For one set of samples, cells were infected as above and treated with 5 µg ml−1 of indicated antibiotic from the time of infection. In another set of samples, 5 µg ml−1 of antibiotic was added at 14 h p.i. All samples were processed at 17 h p.i. where cells from infected cultures were collected and centrifuged for 5 min at 250 g. For co-treatment with A22 and Pbp-specific antibiotics, cells were infected and treated at 6 h p.i. to facilitate the detection of inclusions at 24 h p.i. when the samples were fixed. Cell pellets were resuspended in 2.5% EM-grade glutaraldehyde diluted in 0.1 M cacodylate buffer and centrifuged at 250 g for 5 min. Cells were subsequently processed for EM as described elsewhere (Ouellette et al., 2006) by the Imagopole service (PFMU) of the Institut Pasteur. Briefly, cells were washed three times with PBS then fixed for 1 h at room temperature in 1% osmium tetroxide diluted in PBS. Samples were dehydrated with a graded series of ethanol and embedded in Spurr's resin (Electron Microscopy Sciences, Ft.
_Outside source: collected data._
//! Environment-based API key resolution.
//!
//! API keys never live in `config.toml`; they are read from the
//! provider's environment variable at startup and wrapped in
//! [`SecretString`] so they cannot leak through Debug output or logs.

use receptionist_types::config::ProviderKind;
use secrecy::SecretString;

/// Resolve the API key for a provider from its environment variable
/// (`ANTHROPIC_API_KEY` or `OPENAI_API_KEY`).
///
/// Returns None when the variable is unset or empty.
pub fn provider_api_key(provider: ProviderKind) -> Option<SecretString> {
    match std::env::var(provider.api_key_var()) {
        Ok(value) if !value.trim().is_empty() => Some(SecretString::from(value)),
        _ => None,
    }
}
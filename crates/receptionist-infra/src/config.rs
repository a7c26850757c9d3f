//! Application configuration loader.
//!
//! Reads `config.toml` from the data directory (`~/.receptionist/` in
//! production) and deserializes it into [`AppConfig`]. Falls back to
//! sensible defaults when the file is missing or malformed.

use std::path::Path;

use receptionist_types::config::AppConfig;

/// Load application configuration from `{data_dir}/config.toml`.
///
/// - If the file does not exist, returns [`AppConfig::default()`].
/// - If the file exists but fails to parse, logs a warning and returns the default.
/// - If the file exists and parses successfully, returns the parsed config.
pub async fn load_app_config(data_dir: &Path) -> AppConfig {
    let config_path = data_dir.join("config.toml");

    let content = match tokio::fs::read_to_string(&config_path).await {
        Ok(content) => content,
        Err(err) if err.kind() == std::io::ErrorKind::NotFound => {
            tracing::debug!("No config.toml found at {}, using defaults", config_path.display());
            return AppConfig::default();
        }
        Err(err) => {
            tracing::warn!("Failed to read {}: {err}, using defaults", config_path.display());
            return AppConfig::default();
        }
    };

    match toml::from_str::<AppConfig>(&content) {
        Ok(config) => config,
        Err(err) => {
            tracing::warn!(
                "Failed to parse {}: {err}, using defaults",
                config_path.display()
            );
            AppConfig::default()
        }
    }
}
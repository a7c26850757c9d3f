//! AI provider clients.
//!
//! Concrete [`LlmProvider`] implementations for the Anthropic Messages
//! API and the OpenAI Chat Completions API, plus the dispatch enum the
//! application wires in based on configuration.

pub mod anthropic;
pub mod openai;

use receptionist_core::llm::provider::LlmProvider;
use receptionist_types::config::{AppConfig, ProviderKind};
use receptionist_types::llm::{CompletionRequest, CompletionResponse, LlmError};
use tracing::warn;

use std::time::Duration;

use anthropic::AnthropicProvider;
use openai::OpenAiProvider;

/// The provider selected by configuration, as one concrete type.
///
/// `Unconfigured` stands in when the selected provider's API key is
/// missing from the environment: every call fails with an authentication
/// error without touching the network, and the chat layer reports the
/// turn as unanswered.
pub enum ShopLlmProvider {
    Anthropic(AnthropicProvider),
    OpenAi(OpenAiProvider),
    Unconfigured,
}

impl LlmProvider for ShopLlmProvider {
    fn name(&self) -> &str {
        match self {
            ShopLlmProvider::Anthropic(p) => p.name(),
            ShopLlmProvider::OpenAi(p) => p.name(),
            ShopLlmProvider::Unconfigured => "unconfigured",
        }
    }

    async fn complete(&self, request: &CompletionRequest) -> Result<CompletionResponse, LlmError> {
        match self {
            ShopLlmProvider::Anthropic(p) => p.complete(request).await,
            ShopLlmProvider::OpenAi(p) => p.complete(request).await,
            ShopLlmProvider::Unconfigured => Err(LlmError::AuthenticationFailed),
        }
    }
}

/// Build the provider named by the configuration, resolving its API key
/// from the environment.
pub fn build_provider(config: &AppConfig) -> ShopLlmProvider {
    let timeout = Duration::from_secs(config.request_timeout_secs);

    let Some(api_key) = crate::secret::provider_api_key(config.provider) else {
        warn!(
            provider = %config.provider,
            env_var = config.provider.api_key_var(),
            "API key not set; chat turns will go unanswered until it is configured"
        );
        return ShopLlmProvider::Unconfigured;
    };

    match config.provider {
        ProviderKind::Anthropic => {
            ShopLlmProvider::Anthropic(AnthropicProvider::new(api_key, timeout))
        }
        ProviderKind::OpenAi => ShopLlmProvider::OpenAi(OpenAiProvider::new(api_key, timeout)),
    }
}
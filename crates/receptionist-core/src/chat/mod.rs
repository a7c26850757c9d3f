//! Chat conversation persistence and orchestration.
//!
//! `repository` defines the conversation store port, `service` implements
//! the chat session manager on top of it, `locks` provides the
//! per-conversation write serialization, and `prompt` assembles the AI
//! request from shop configuration and history.

pub mod locks;
pub mod prompt;
pub mod repository;
pub mod service;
Washington, PA). Then 70–80 nm sections were cut, stained with uranyl acetate and lead citrate, and viewed on a JEOL 1200EX transmission electron microscope. The width of inclusions in Fig. 6 was measured with ImageJ software.


The authors would like to thank Dr Isabelle Bonne for technical assistance with EM sample preparation and Dr Agnes Ullmann for critical review of the manuscript. S.P.O. was supported by a fellowship from the Pasteur Foundation. The authors have no conflicts of interest to declare.